(Dataset entries)
______________________________
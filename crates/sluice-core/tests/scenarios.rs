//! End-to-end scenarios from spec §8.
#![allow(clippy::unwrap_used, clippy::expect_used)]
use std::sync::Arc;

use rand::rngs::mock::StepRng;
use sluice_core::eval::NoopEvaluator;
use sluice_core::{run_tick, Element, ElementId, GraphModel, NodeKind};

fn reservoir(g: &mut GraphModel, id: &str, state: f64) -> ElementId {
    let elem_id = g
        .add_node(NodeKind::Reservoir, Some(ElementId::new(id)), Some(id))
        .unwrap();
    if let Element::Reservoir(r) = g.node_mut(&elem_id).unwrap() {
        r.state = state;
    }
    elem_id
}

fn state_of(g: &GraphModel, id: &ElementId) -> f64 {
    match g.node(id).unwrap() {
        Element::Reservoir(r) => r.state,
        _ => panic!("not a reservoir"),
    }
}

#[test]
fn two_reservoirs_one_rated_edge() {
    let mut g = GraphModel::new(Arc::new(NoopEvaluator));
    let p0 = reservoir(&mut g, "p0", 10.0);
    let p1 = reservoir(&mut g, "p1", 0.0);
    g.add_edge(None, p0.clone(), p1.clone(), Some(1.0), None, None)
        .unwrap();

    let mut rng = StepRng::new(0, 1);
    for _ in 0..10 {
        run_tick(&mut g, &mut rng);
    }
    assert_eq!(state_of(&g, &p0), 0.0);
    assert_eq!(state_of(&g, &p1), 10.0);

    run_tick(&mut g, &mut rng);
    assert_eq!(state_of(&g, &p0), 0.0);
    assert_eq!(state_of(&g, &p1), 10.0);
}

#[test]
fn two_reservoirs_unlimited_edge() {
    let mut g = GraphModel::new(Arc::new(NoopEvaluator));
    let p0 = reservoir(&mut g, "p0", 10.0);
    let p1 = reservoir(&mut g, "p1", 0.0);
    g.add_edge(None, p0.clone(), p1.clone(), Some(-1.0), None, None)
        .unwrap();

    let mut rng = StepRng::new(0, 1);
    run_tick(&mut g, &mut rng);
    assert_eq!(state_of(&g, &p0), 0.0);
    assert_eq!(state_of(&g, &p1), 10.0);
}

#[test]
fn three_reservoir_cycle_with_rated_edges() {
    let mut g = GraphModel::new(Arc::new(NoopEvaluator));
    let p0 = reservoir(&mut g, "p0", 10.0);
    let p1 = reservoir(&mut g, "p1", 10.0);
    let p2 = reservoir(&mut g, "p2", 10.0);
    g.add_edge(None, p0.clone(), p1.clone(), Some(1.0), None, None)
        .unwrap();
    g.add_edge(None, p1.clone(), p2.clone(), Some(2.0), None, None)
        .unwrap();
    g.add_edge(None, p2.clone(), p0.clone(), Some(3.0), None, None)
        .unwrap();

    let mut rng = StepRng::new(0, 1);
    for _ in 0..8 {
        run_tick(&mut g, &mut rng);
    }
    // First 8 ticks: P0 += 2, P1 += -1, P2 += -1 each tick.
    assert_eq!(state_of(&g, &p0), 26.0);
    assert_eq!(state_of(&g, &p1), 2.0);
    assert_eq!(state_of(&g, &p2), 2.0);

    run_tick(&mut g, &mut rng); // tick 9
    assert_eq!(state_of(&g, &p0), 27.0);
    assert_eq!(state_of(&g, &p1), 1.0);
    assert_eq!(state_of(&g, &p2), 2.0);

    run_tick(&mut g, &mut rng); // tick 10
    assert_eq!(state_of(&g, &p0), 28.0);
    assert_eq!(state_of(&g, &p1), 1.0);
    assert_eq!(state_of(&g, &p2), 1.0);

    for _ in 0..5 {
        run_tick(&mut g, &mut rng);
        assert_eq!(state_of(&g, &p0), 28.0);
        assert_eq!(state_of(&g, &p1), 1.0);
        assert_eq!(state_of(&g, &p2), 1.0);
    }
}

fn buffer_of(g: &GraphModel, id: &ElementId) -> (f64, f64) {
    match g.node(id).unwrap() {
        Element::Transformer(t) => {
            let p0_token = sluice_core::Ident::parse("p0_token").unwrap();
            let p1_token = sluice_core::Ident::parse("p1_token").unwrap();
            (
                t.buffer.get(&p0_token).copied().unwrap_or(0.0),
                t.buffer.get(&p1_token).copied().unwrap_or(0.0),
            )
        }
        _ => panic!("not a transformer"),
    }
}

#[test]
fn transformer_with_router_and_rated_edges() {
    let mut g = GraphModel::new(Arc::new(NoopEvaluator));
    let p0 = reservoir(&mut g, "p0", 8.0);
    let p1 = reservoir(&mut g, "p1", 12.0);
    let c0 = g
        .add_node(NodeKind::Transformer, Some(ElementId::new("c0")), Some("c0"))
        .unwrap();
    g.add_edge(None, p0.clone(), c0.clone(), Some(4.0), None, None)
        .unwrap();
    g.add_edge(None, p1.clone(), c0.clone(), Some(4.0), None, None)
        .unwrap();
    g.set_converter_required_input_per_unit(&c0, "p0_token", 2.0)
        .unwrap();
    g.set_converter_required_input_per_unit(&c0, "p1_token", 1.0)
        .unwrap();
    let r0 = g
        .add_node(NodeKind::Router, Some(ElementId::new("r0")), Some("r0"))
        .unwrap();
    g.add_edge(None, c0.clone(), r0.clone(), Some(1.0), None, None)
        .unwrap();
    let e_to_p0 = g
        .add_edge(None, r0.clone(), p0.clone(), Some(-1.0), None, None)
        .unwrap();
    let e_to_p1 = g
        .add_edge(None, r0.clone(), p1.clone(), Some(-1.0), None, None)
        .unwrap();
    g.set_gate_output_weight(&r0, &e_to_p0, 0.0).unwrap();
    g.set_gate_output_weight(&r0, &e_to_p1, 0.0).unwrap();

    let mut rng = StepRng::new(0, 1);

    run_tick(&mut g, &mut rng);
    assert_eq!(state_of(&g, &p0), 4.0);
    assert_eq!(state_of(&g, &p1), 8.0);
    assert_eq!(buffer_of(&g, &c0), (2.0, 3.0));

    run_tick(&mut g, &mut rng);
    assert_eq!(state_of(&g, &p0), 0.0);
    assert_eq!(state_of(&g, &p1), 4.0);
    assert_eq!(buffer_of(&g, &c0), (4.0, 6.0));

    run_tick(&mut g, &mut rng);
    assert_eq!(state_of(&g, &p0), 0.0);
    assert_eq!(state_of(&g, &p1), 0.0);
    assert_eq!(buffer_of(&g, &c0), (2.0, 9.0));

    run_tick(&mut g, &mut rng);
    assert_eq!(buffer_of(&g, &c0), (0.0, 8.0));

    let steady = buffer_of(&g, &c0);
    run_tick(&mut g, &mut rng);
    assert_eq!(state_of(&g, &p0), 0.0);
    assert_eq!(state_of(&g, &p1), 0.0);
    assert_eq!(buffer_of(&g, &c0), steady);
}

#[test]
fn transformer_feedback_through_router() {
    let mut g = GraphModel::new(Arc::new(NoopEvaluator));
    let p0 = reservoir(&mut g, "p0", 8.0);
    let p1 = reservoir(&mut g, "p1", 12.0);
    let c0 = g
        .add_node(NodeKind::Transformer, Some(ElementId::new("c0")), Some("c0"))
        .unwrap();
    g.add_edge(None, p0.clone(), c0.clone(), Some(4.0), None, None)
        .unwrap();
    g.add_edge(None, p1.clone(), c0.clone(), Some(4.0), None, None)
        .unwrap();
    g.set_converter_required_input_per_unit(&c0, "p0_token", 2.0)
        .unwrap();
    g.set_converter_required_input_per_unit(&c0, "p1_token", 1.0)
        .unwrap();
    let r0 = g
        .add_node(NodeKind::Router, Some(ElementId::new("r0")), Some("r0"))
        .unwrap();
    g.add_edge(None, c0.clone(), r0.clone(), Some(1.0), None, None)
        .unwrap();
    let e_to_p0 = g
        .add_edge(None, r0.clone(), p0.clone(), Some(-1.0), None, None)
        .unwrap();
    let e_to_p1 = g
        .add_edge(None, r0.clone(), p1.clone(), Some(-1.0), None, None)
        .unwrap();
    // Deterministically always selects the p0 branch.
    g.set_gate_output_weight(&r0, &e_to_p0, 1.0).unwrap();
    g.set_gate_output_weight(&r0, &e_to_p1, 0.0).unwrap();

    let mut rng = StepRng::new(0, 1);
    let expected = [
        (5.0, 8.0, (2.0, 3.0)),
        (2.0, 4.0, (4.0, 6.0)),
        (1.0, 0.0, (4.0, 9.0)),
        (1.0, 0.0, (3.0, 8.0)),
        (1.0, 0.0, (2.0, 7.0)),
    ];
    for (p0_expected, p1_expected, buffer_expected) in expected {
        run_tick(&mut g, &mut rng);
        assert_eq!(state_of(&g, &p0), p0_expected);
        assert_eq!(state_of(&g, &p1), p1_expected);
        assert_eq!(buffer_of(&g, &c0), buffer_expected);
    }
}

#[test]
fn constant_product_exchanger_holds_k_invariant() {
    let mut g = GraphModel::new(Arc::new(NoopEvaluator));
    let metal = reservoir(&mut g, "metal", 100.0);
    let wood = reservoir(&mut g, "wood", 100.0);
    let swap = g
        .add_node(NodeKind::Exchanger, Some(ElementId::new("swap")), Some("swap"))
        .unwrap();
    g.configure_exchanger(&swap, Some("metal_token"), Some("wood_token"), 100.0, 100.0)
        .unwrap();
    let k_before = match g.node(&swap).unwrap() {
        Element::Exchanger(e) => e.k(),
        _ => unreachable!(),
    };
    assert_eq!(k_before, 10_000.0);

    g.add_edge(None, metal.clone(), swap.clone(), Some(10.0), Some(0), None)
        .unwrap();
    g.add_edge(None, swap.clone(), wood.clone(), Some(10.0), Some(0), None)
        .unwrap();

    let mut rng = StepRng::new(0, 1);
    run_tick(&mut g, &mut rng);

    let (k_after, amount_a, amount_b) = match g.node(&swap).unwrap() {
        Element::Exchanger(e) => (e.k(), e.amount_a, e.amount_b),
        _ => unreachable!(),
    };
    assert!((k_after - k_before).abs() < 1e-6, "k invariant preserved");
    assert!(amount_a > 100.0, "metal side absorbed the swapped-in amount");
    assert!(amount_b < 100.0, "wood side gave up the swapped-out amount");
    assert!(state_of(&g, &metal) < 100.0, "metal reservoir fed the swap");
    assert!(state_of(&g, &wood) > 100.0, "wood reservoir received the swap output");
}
______________________________
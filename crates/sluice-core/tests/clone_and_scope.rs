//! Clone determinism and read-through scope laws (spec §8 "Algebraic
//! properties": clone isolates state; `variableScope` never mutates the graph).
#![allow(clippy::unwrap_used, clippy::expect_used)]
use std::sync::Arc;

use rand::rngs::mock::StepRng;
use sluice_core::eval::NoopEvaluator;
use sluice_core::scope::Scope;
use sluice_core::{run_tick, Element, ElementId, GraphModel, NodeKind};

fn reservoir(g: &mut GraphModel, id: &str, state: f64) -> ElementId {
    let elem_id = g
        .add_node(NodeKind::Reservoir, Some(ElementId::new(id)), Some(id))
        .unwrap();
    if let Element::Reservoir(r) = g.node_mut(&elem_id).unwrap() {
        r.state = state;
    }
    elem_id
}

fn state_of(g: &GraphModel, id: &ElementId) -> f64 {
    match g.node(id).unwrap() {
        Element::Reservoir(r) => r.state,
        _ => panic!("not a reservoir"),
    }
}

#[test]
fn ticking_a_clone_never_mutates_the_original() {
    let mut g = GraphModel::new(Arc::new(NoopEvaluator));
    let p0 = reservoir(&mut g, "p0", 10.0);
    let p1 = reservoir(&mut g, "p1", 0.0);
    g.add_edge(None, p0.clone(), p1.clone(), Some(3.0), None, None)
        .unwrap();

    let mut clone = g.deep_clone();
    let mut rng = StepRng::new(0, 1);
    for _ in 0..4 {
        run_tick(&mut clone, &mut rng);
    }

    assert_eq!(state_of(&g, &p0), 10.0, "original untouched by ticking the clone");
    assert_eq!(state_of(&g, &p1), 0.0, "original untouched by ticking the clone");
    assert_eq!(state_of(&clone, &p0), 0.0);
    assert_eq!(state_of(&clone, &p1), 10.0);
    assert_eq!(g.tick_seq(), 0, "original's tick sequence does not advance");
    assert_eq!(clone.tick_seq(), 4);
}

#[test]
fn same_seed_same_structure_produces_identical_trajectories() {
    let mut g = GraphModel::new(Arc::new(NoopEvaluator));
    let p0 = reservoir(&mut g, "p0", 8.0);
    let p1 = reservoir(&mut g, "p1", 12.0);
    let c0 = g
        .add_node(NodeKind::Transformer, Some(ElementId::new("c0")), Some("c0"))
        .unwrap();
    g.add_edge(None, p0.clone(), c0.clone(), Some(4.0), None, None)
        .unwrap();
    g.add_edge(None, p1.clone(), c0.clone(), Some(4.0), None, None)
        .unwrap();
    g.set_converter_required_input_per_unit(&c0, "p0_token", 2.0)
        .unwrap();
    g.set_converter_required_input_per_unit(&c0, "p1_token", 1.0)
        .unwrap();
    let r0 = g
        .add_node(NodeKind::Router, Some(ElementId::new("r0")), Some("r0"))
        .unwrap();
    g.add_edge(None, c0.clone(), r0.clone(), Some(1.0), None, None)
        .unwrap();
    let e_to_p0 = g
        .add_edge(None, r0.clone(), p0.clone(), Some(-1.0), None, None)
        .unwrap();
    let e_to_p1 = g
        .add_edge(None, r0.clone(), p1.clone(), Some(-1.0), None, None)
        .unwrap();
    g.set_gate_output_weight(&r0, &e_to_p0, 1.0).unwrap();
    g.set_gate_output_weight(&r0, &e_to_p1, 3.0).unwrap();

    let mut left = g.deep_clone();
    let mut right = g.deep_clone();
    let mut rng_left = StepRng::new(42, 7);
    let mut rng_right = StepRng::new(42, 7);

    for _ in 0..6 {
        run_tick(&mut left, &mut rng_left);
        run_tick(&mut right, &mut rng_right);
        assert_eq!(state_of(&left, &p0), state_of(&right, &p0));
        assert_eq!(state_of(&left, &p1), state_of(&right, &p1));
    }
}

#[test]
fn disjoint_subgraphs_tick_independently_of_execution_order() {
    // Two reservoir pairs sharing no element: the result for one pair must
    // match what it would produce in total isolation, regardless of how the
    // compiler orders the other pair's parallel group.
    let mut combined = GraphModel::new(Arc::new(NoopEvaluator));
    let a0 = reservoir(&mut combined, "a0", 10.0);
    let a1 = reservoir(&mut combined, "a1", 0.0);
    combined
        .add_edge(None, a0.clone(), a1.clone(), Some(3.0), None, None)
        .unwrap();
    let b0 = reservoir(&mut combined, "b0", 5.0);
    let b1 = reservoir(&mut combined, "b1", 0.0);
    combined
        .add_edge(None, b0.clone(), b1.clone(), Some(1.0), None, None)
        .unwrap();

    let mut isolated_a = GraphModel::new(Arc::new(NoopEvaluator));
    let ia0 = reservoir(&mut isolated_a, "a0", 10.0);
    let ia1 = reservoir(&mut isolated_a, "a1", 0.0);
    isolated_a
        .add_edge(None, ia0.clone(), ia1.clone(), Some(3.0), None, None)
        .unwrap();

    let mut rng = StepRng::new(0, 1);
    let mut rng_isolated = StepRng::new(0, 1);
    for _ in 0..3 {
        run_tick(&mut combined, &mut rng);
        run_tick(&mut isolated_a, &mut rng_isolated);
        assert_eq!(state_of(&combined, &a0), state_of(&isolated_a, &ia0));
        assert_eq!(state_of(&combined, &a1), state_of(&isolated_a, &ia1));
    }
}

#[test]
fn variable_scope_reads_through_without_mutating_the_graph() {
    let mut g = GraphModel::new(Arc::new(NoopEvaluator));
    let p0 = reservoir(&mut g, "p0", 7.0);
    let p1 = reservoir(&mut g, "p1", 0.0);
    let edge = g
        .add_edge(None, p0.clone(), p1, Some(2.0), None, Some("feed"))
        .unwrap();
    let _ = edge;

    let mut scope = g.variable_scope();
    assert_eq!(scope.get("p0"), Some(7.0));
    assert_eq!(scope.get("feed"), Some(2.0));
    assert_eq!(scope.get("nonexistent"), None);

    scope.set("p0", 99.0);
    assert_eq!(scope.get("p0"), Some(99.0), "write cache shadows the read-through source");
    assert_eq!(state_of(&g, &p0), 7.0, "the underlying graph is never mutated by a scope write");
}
______________________________
* _WORK TO BE COMPLETED_:
Identify the lines of the data that contain the word "filename". Copy each of them.

* _RESPONSE TO THE EXERCISE_:
filename crates/sluice-core/tests/scenarios.rs
filename crates/sluice-core/tests/clone_and_scope.rs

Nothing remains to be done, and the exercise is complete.